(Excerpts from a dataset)
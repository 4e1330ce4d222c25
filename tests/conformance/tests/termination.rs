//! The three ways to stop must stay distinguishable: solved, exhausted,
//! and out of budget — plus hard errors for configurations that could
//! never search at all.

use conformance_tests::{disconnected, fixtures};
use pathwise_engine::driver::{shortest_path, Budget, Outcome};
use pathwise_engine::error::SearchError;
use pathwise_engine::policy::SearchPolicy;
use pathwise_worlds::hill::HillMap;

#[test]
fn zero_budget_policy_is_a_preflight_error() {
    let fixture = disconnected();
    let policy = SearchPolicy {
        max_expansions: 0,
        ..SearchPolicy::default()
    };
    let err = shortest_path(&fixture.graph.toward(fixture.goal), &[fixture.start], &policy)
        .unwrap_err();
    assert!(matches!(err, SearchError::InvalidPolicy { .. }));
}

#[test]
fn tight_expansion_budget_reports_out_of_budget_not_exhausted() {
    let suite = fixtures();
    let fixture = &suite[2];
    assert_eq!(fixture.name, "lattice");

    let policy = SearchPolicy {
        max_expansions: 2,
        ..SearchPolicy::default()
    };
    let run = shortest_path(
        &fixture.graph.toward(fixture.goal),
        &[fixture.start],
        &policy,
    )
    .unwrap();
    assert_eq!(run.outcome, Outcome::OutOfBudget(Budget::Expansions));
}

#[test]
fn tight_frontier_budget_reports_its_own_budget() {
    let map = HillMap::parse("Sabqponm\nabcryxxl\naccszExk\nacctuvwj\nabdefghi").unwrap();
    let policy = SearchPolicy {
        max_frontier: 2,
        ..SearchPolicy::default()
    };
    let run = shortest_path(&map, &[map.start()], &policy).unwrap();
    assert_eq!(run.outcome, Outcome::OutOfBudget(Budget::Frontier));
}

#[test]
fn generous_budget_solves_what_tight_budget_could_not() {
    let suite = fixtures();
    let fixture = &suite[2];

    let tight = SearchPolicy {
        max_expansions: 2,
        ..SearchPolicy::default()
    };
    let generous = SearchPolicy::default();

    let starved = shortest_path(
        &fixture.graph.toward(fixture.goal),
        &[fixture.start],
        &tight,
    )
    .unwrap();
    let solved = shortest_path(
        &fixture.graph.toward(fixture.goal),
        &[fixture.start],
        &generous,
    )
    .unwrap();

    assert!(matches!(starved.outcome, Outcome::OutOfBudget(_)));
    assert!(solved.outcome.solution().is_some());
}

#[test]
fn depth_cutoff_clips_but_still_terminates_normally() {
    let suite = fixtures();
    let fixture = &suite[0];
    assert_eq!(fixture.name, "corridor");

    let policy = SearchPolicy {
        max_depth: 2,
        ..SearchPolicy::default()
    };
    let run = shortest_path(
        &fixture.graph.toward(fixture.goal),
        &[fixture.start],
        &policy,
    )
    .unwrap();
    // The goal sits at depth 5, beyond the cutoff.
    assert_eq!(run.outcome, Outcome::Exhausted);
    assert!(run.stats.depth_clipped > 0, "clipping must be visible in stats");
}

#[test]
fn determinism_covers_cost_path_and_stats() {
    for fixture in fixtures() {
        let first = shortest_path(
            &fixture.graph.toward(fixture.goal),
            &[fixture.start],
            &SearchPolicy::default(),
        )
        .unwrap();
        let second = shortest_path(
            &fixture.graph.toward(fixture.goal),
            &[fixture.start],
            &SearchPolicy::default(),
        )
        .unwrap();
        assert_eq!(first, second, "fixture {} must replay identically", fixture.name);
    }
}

## TO DO
Which lines above include "must"? Show each of them by copying it.

## EXPECTED ANSWER
//! The three ways to stop must stay distinguishable: solved, exhausted,
    assert!(run.stats.depth_clipped > 0, "clipping must be visible in stats");
        assert_eq!(first, second, "fixture {} must replay identically", fixture.name);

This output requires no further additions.